Technology: Biosensor development for application of robotic microscope technology

• Steve Finkbeiner, M.D., Ph.D.
  Senior Investigator and Associate Director, Gladstone Institute of Neurological Disease
  Professor of Neurology and Physiology, University of California, San Francisco
  Director, Taube/Koret Center for Neurodegenerative Disease Research
  Director, Hellman Family Foundation Program in Alzheimer's Disease Research
  

• Gaia Skibinski, Ph.D.
  Postdoctoral fellow
  

Overview

During the last 2 years we have identified novel orphan GPCR functions in neurons, demonstrating that phenotypes can be identified for understudied targets. This initial phenotypic data can be used to prioritize genes for further screening in additional functional assays or translational models (e.g., models of neurodegeneration).
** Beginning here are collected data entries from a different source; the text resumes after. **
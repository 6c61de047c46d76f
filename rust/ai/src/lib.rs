//! # derby-ai: Wagering Agents
//!
//! Provides decision sources for the wager round and move agents for the
//! underlying game. Every agent comes in two flavours: uniform random, and
//! backed by a text generator whose reply is parsed for a bracketed answer.
//!
//! ## Core Components
//!
//! - [`random`] - Seedable uniform-random strategy and mover
//! - [`text`] - Prompt construction, reply parsing, text-backed strategy and mover
//! - [`generator`] - [`generator::TextGenerator`] trait and the Ollama HTTP client
//! - [`agent`] - [`agent::MoveAgent`] trait for choosing game moves
//! - [`identity`] - Opaque identity/credential handed to agents
//! - [`create_strategy`] / [`create_mover`] - Factories driven by [`AgentSettings`]
//!
//! ## Quick Start
//!
//! ```rust
//! use derby_ai::{create_strategy, AgentSettings, StrategyKind};
//! use derby_engine::decision::LegalOptions;
//!
//! let settings = AgentSettings::new("Player1", StrategyKind::Random).with_seed(42);
//! let mut strategy = create_strategy(&settings).expect("random strategy");
//! let decision = strategy
//!     .request_decision("board", LegalOptions::CheckRaise)
//!     .unwrap();
//! assert!(LegalOptions::CheckRaise.contains(decision));
//! ```

use std::fmt;
use std::str::FromStr;

use derby_engine::decision::DecisionSource;

pub mod agent;
pub mod generator;
pub mod identity;
pub mod random;
pub mod text;

use agent::MoveAgent;
use generator::{GenerationError, OllamaConfig, OllamaGenerator};
use identity::AgentIdentity;
use random::{RandomMover, RandomStrategy};
use text::{TextMover, TextStrategy};

/// Which kind of agent drives a seat.
#[derive(Debug, Clone, Copy, PartialEq, Eq)]
pub enum StrategyKind {
    Random,
    Llm,
}

impl StrategyKind {
    pub fn as_str(&self) -> &'static str {
        match self {
            StrategyKind::Random => "random",
            StrategyKind::Llm => "llm",
        }
    }
}

impl fmt::Display for StrategyKind {
    fn fmt(&self, f: &mut fmt::Formatter<'_>) -> fmt::Result {
        f.write_str(self.as_str())
    }
}

impl FromStr for StrategyKind {
    type Err = String;

    fn from_str(s: &str) -> Result<Self, Self::Err> {
        match s.trim().to_ascii_lowercase().as_str() {
            "random" => Ok(StrategyKind::Random),
            "llm" => Ok(StrategyKind::Llm),
            other => Err(format!("Unknown strategy: {} (expected random or llm)", other)),
        }
    }
}

/// Everything needed to build the agents for one seat.
#[derive(Debug, Clone)]
pub struct AgentSettings {
    pub identity: AgentIdentity,
    pub kind: StrategyKind,
    pub seed: Option<u64>,
    /// Appended verbatim to every text prompt
    pub hint: Option<String>,
    pub llm: OllamaConfig,
}

impl AgentSettings {
    pub fn new(name: impl Into<String>, kind: StrategyKind) -> Self {
        Self {
            identity: AgentIdentity::new(name),
            kind,
            seed: None,
            hint: None,
            llm: OllamaConfig::default(),
        }
    }

    pub fn with_seed(mut self, seed: u64) -> Self {
        self.seed = Some(seed);
        self
    }

    pub fn with_hint(mut self, hint: impl Into<String>) -> Self {
        self.hint = Some(hint.into());
        self
    }
}

/// Build the wager decision source for a seat.
///
/// # Errors
///
/// Returns [`GenerationError`] when the HTTP client for an `llm` seat cannot be built.
pub fn create_strategy(settings: &AgentSettings) -> Result<Box<dyn DecisionSource>, GenerationError> {
    Ok(match settings.kind {
        StrategyKind::Random => Box::new(RandomStrategy::new(
            settings.identity.clone(),
            settings.seed,
        )),
        StrategyKind::Llm => Box::new(TextStrategy::new(
            settings.identity.clone(),
            OllamaGenerator::new(settings.llm.clone())?,
            settings.hint.clone(),
        )),
    })
}

/// Build the move agent for a seat.
///
/// The random mover draws from a stream offset from the strategy's seed so
/// moves and wagers stay independent.
pub fn create_mover(settings: &AgentSettings) -> Result<Box<dyn MoveAgent>, GenerationError> {
    Ok(match settings.kind {
        StrategyKind::Random => Box::new(RandomMover::new(
            settings.identity.clone(),
            settings.seed.map(|s| s.wrapping_add(0x9E37_79B9)),
        )),
        StrategyKind::Llm => Box::new(TextMover::new(
            settings.identity.clone(),
            OllamaGenerator::new(settings.llm.clone())?,
            None,
        )),
    })
}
Expanding our phenotypic screen to a larger subset of orphan genes would provide a basis to validate in silico predictions based on bioinformatic interrogation (e.g., predictive models of gene expression patterns in neurons).  We have shown that we can use robotic microscope technology (RM) and the physical exam of the cell (PEC) to screen orphan genes for multiple phenotypes in neurons.  The technology is scalable, both by the number of genes and phenotypic assays that could be screened.  The technology can be adapted to more complex models (e.g. case study of imaging zebrafish). The value of integrating bioinformatic interrogation with experimental approaches and the necessity of an iterative loop between these disciplines. The identification of novel dark gene functions: a) requires very sensitive phenotypic tools; b) might require additional peturbations (aside for modulation of levels/function by genetic manipulation or small molecules).